Após ter encarnado uma estoica e perseverante Eunice Paiva, Fernandinha pareceu viver, em dias de ansiedade coletiva para os brasileiros, o que foi apontado no reflexivo ensaio de Dufourmantelle: “Ser suave com as coisas e os seres é compreendê-los na sua insuficiência, sua precariedade, sua imaturidade, sua tolice. É não querer intensificar o sofrimento, a exclusão, a crueldade e inventar o espaço de uma humanidade sensível […]”. Imagino que, em sua obstinada firmeza, também Eunice Paiva subscreveria essas palavras impregnadas de sabedoria.
O Oscar de fato conquistado — o de Melhor Filme Internacional — contempla, por óbvio, um enorme e cuidadoso trabalho de equipe. É prêmio que deve muito a outra suavidade: a do diretor de “Ainda estou aqui”. Em contraste com tempos de radicalismos, Walter Salles optou por levar à tela uma política, como expressou Joaquim Nabuco, com “P maiúsculo”, não carregando em tintas menores, mas suavemente semeando as iscas necessárias à nossa empatia.

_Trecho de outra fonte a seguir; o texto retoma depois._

//! C3 Hybrid Storage and C11 API Metrics & Quota.

pub mod hybrid;
pub mod quota;

pub use hybrid::{DurableWriter, HybridRepository, NaturalKey, WriteOutcome};
pub use quota::{QuotaStatus, QuotaTracker};
use prometheus::{HistogramVec, IntCounterVec, IntGaugeVec, Opts, Registry};

/// Platform-wide metrics shared across discovery, correlation, gateway
/// and credential-quota concerns. Each crate records against the
/// collectors it owns; `PlatformMetrics` just holds the registrations.
#[derive(Debug, Clone)]
pub struct PlatformMetrics {
    pub discovery_runs_total: IntCounterVec,
    pub discovery_duration_seconds: HistogramVec,

    pub detector_invocations_total: IntCounterVec,
    pub detector_duration_seconds: HistogramVec,

    pub correlation_duration_ms: HistogramVec,
    pub correlation_truncations_total: IntCounterVec,

    pub gateway_connected_clients: IntGaugeVec,
    pub gateway_messages_dropped_total: IntCounterVec,

    pub api_quota_remaining: IntGaugeVec,

    pub rl_adjustments_total: IntCounterVec,
}

impl PlatformMetrics {
    pub fn new(namespace: &str) -> Result<Self, prometheus::Error> {
        let discovery_runs_total = IntCounterVec::new(
            Opts::new(
                format!("{}_discovery_runs_total", namespace),
                "Total number of discovery runs, by outcome",
            ),
            &["tenant_id", "platform", "outcome"],
        )?;

        let discovery_duration_seconds = HistogramVec::new(
            prometheus::HistogramOpts::new(
                format!("{}_discovery_duration_seconds", namespace),
                "Wall-clock time to complete a discovery run",
            )
            .buckets(vec![0.5, 1.0, 2.5, 5.0, 10.0, 30.0, 60.0, 120.0]),
            &["tenant_id", "platform"],
        )?;

        let detector_invocations_total = IntCounterVec::new(
            Opts::new(
                format!("{}_detector_invocations_total", namespace),
                "Total number of detector invocations",
            ),
            &["detector"],
        )?;

        let detector_duration_seconds = HistogramVec::new(
            prometheus::HistogramOpts::new(
                format!("{}_detector_duration_seconds", namespace),
                "Time spent evaluating a single detector",
            )
            .buckets(vec![0.001, 0.005, 0.01, 0.025, 0.05, 0.1, 0.25, 0.5, 1.0]),
            &["detector"],
        )?;

        let correlation_duration_ms = HistogramVec::new(
            prometheus::HistogramOpts::new(
                format!("{}_correlation_duration_ms", namespace),
                "Time spent running the cross-platform correlation pipeline",
            )
            .buckets(vec![10.0, 25.0, 50.0, 100.0, 250.0, 500.0, 1000.0, 2500.0]),
            &["tenant_id"],
        )?;

        let correlation_truncations_total = IntCounterVec::new(
            Opts::new(
                format!("{}_correlation_truncations_total", namespace),
                "Total number of correlation batches truncated at maxEventsPerBatch",
            ),
            &["tenant_id"],
        )?;

        let gateway_connected_clients = IntGaugeVec::new(
            Opts::new(
                format!("{}_gateway_connected_clients", namespace),
                "Number of currently connected dashboard clients",
            ),
            &["tenant_id"],
        )?;

        let gateway_messages_dropped_total = IntCounterVec::new(
            Opts::new(
                format!("{}_gateway_messages_dropped_total", namespace),
                "Total number of gateway messages dropped (slow consumer or closed socket)",
            ),
            &["tenant_id", "reason"],
        )?;

        let api_quota_remaining = IntGaugeVec::new(
            Opts::new(
                format!("{}_api_quota_remaining", namespace),
                "Remaining daily API quota for a connector platform",
            ),
            &["tenant_id", "platform"],
        )?;

        let rl_adjustments_total = IntCounterVec::new(
            Opts::new(
                format!("{}_rl_adjustments_total", namespace),
                "Total number of reinforcement-learning threshold adjustments",
            ),
            &["metric", "direction"],
        )?;

        Ok(Self {
            discovery_runs_total,
            discovery_duration_seconds,
            detector_invocations_total,
            detector_duration_seconds,
            correlation_duration_ms,
            correlation_truncations_total,
            gateway_connected_clients,
            gateway_messages_dropped_total,
            api_quota_remaining,
            rl_adjustments_total,
        })
    }

    pub fn register_all(&self, registry: &Registry) -> Result<(), prometheus::Error> {
        registry.register(Box::new(self.discovery_runs_total.clone()))?;
        registry.register(Box::new(self.discovery_duration_seconds.clone()))?;
        registry.register(Box::new(self.detector_invocations_total.clone()))?;
        registry.register(Box::new(self.detector_duration_seconds.clone()))?;
        registry.register(Box::new(self.correlation_duration_ms.clone()))?;
        registry.register(Box::new(self.correlation_truncations_total.clone()))?;
        registry.register(Box::new(self.gateway_connected_clients.clone()))?;
        registry.register(Box::new(self.gateway_messages_dropped_total.clone()))?;
        registry.register(Box::new(self.api_quota_remaining.clone()))?;
        registry.register(Box::new(self.rl_adjustments_total.clone()))?;

        Ok(())
    }
}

O que há de mais contundente no filme é o sequestro da alegria (“este outro nome da suavidade”, como diz a ensaísta citada), é o impedimento da claridade. É nessa falta de luz, nessa penumbra trágica de cortinas fechadas à força, que Eunice Paiva haverá de se mover. Sua resistência inverte as afrontas sofridas, infiltra-se na cidadela inimiga, a exemplo da emblemática contraordem que ela dirige a si mesma e a seus filhos: “Nós vamos sorrir, sim. Sorriam”. Sorrir será talvez a mais suave máscara com que se possa resistir. Como dito no belo ensaio de Dufourmantelle, em nosso tempo, “A suavidade nos é vendida sob sua forma adulterada de sentimentalismo”. Mas é a recusa a todo e qualquer sentimentalismo que faz de Eunice um singular farol de cidadania e abona o sorriso inesperado que vem a contrapelo da circunstância. Por esse conflito de sentimentos e emoções, não custa imaginar o quanto foi exigente interpretar Eunice Paiva.

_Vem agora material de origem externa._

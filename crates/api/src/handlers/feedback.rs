//! Analyst feedback handlers: label detector output, read back precision/recall.

use axum::{
    extract::{Extension, Query, State},
    response::Json,
    routing::{get, post, Router},
};
use serde::Deserialize;
use serde_json::{json, Value};
use shadowai_core::TenantContext;
use shadowai_learning::{DetectionFeedback, FeedbackLabel};
use uuid::Uuid;

use crate::error::ApiError;
use crate::state::AppState;

pub fn routes() -> Router<AppState> {
    Router::new()
        .route("/", post(submit_feedback))
        .route("/metrics", get(feedback_metrics))
}

#[derive(Debug, Deserialize)]
pub struct SubmitFeedbackRequest {
    pub detector: String,
    pub label: FeedbackLabel,
    pub automation_id: Option<Uuid>,
    pub notes: Option<String>,
}

async fn submit_feedback(
    State(state): State<AppState>,
    Extension(tenant): Extension<TenantContext>,
    Json(body): Json<SubmitFeedbackRequest>,
) -> Result<Json<Value>, ApiError> {
    let mut feedback = DetectionFeedback::new(tenant.tenant_id, body.detector, body.label);
    if let Some(automation_id) = body.automation_id {
        feedback = feedback.with_automation(automation_id);
    }
    if let Some(notes) = body.notes {
        feedback.notes = Some(notes);
    }

    state.feedback.submit(feedback).await?;
    Ok(Json(json!({ "status": "recorded" })))
}

#[derive(Debug, Deserialize)]
pub struct MetricsQuery {
    pub detector: String,
    #[serde(default = "default_window_days")]
    pub window_days: u32,
}

fn default_window_days() -> u32 {
    30
}

async fn feedback_metrics(
    State(state): State<AppState>,
    Extension(tenant): Extension<TenantContext>,
    Query(query): Query<MetricsQuery>,
) -> Result<Json<Value>, ApiError> {
    let (metrics, sample_size) = state
        .feedback
        .metrics_for_window(tenant.tenant_id, &query.detector, query.window_days)
        .await?;

    Ok(Json(json!({
        "true_positives": metrics.true_positives,
        "false_positives": metrics.false_positives,
        "false_negatives": metrics.false_negatives,
        "precision": metrics.precision(),
        "recall": metrics.recall(),
        "sample_size": sample_size,
    })))
}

É nesse encontro de suavidades inteligentes que se orquestra a graça de “Ainda estou aqui”. Se a vida, como disse Vinicius de Moraes, é a arte do encontro, o melhor cinema também é ou pode sê-lo. Seu Oscar, já não fulanizado, premiando um bem-sucedido trabalho em equipe, cresce ainda mais de um ponto de vista simbólico e profundamente humano.
Belo, PG.
Obrigado, amigo!
Abraço grande
Obrigado, Mestre!
Abraço fraterno!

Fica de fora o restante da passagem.